It's not much I discovered Javascript Promise.
However I found out a behaviour I couldn't understand concerning the nesting of (new or returned) Promise inside Promises
That's the background (extPromiseX is a third-party function returning Promise):
Case 1:
function myAction(param) {
    return extPromise1(sql).then((result) => {
        [...]
        return extPromise2(sql2).then((result) => {
            [...]
            return extPromise3(sql3);
        })
   });
}
// Main Process
myAction(...)
.then(() => { 
    console.log('Process Terminated');
}).catch((error) => {
    console.error('Exit with error', error);
});
Now, as expected, I got from the console, in
1) extPromise1 completed
2) extPromise2 completed
3) extPromise3 completed
4) Process Terminated
Case 2:
function myAction(param) {
    return new Promise(function() {
        if (itsAllOkWithInputs) {
            // Some sync code here
            return extPromise1(sql).then((result) => {
                [...]
                return extPromise2(sql2).then((result) => {
                    [...]
                    return extPromise3(sql3);
                })
            })
        } else {
            throw 'Something went wrong';
        }
    });
}
// Main process
myAction(...)
.then(() => {
    console.log('Process Terminated');
}).catch((error) => {
    console.error('3) --> Exit with error', error);
})
In this second case extPromises are executed but the very first Promise remains pending (confirmed by debug).
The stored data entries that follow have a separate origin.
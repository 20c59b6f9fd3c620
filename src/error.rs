//! Crate-wide error taxonomy for the proxy core. One variant per failure
//! class in the spec's error design; no process-wide mutable error-message
//! singleton (the original C `errorMessage` static) — every fallible
//! operation returns its own value instead.

use std::io;

use quick_error::quick_error;

quick_error! {
    #[derive(Debug)]
    pub enum ProxyError {
        Parse(detail: String) {
            display("malformed request: {}", detail)
        }
        Resolve(host: String, source: io::Error) {
            display("could not resolve '{}': {}", host, source)
            source(source)
        }
        Connect(source: io::Error) {
            display("connect to origin failed: {}", source)
            source(source)
        }
        UpstreamIo(source: io::Error) {
            display("origin I/O error: {}", source)
            source(source)
        }
        DownstreamIo(source: io::Error) {
            display("client I/O error: {}", source)
            source(source)
        }
        TransformSpawn(stage: &'static str, source: io::Error) {
            display("transform spawn failed at {}: {}", stage, source)
            source(source)
        }
        TransformRuntime(detail: String) {
            display("transformer exited before producing output: {}", detail)
        }
        Timeout {
            display("connection idle timeout")
        }
        Selector(source: io::Error) {
            display("selector registration failed: {}", source)
            source(source)
        }
    }
}

pub type ProxyResult<T> = Result<T, ProxyError>;

quick_error! {
    #[derive(Debug)]
    pub enum AdminError {
        Auth(detail: String) {
            display("authentication rejected: {}", detail)
        }
        Version(server_version: u64) {
            display("protocol version mismatch, server is at {}", server_version)
        }
        Truncated {
            display("admin message truncated below the minimum frame size")
        }
        BadOpcode(byte: u8) {
            display("unrecognized opcode bits in request byte {:#04x}", byte)
        }
        Io(source: io::Error) {
            display("admin socket I/O error: {}", source)
            source(source)
        }
    }
}

pub type AdminResult<T> = Result<T, AdminError>;
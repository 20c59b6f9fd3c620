//! Minimal origin response head handling (spec §4.3 FORWARD_HEAD / §6): just
//! enough structure to find where the head ends, tell whether the origin
//! used chunked transfer-encoding, and rewrite the head when the transform
//! stage is about to take over the body.

/// Looks for the blank line ending the response head. Returns the offset
/// just past the terminating `\r\n\r\n`, i.e. where the body begins.
pub fn find_head_end(buf: &[u8]) -> Option<usize> {
    buf.windows(4).position(|w| w == b"\r\n\r\n").map(|pos| pos + 4)
}

fn lines(head: &[u8]) -> impl Iterator<Item = &[u8]> {
    head.split(|&b| b == b'\n').map(|line| {
        line.strip_suffix(b"\r").unwrap_or(line)
    })
}

fn header_name_matches(line: &[u8], name: &str) -> bool {
    match line.iter().position(|&b| b == b':') {
        Some(colon) => line[..colon].eq_ignore_ascii_case(name.as_bytes()),
        None => false,
    }
}

/// Whether the origin marked its own body as chunked (`Transfer-Encoding:
/// chunked`, case-insensitively, ignoring leading/trailing header
/// whitespace).
pub fn is_chunked(head: &[u8]) -> bool {
    lines(head).any(|line| {
        header_name_matches(line, "transfer-encoding")
            && line
                .split(|&b| b == b':')
                .nth(1)
                .map(|v| {
                    std::str::from_utf8(v)
                        .unwrap_or("")
                        .trim()
                        .eq_ignore_ascii_case("chunked")
                })
                .unwrap_or(false)
    })
}

/// Rebuilds the response head with any `Content-Length`/`Transfer-Encoding`
/// header dropped and a `Transfer-Encoding: chunked` header injected — used
/// when the transform stage is taking over the body and will re-chunk it
/// itself regardless of how the origin framed it.
pub fn rewrite_head_for_chunked_transform(head: &[u8]) -> Vec<u8> {
    let mut out = Vec::with_capacity(head.len() + 32);
    let mut saw_status_line = false;
    for line in lines(head) {
        if line.is_empty() {
            break; // the blank line that ends the head; re-add it below.
        }
        if !saw_status_line {
            out.extend_from_slice(line);
            out.extend_from_slice(b"\r\n");
            saw_status_line = true;
            continue;
        }
        if header_name_matches(line, "content-length") || header_name_matches(line, "transfer-encoding") {
            continue;
        }
        out.extend_from_slice(line);
        out.extend_from_slice(b"\r\n");
    }
    out.extend_from_slice(b"Transfer-Encoding: chunked\r\n\r\n");
    out
}

#[cfg(test)]
mod tests {
    use super::*;

    #[test]
    fn finds_head_end() {
        let buf = b"HTTP/1.0 200 OK\r\nContent-Length: 3\r\n\r\nabc";
        let end = find_head_end(buf).unwrap();
        assert_eq!(&buf[end..], b"abc");
    }

    #[test]
    fn detects_chunked_case_insensitively() {
        let head = b"HTTP/1.1 200 OK\r\ntransfer-encoding: Chunked\r\n\r\n";
        assert!(is_chunked(head));
    }

    #[test]
    fn non_chunked_head_is_not_chunked() {
        let head = b"HTTP/1.0 200 OK\r\nContent-Length: 3\r\n\r\n";
        assert!(!is_chunked(head));
    }

    #[test]
    fn rewrite_drops_length_and_injects_chunked() {
        let head = b"HTTP/1.0 200 OK\r\nContent-Length: 3\r\nX-Foo: bar\r\n\r\n";
        let rewritten = rewrite_head_for_chunked_transform(head);
        let text = String::from_utf8(rewritten).unwrap();
        assert!(text.starts_with("HTTP/1.0 200 OK\r\n"));
        assert!(!text.to_lowercase().contains("content-length"));
        assert!(text.contains("X-Foo: bar\r\n"));
        assert!(text.ends_with("Transfer-Encoding: chunked\r\n\r\n"));
    }
}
So the console shows:
1) extPromise1 completed
2) extPromise2 completed
3) extPromise3 completed
I empirically realized that I had to change myAction function as follow for the code to work:
function myAction(param) {
   return new Promise(function(resolve, reject) {
       if (itsAllOkWithInputs) {
           // Some sync code here
           let ep = extPromise1(sql).then(...);
           resolve(ep);
       } else {
           throw 'Something went wrong';
       }
   });
}
My question:
I thought returning a promise inside another parental one would make
the parent resolving with the results of the child. This is the case
inside the then code block applied to the external promises.  Why
this is not valid for the new Promise case?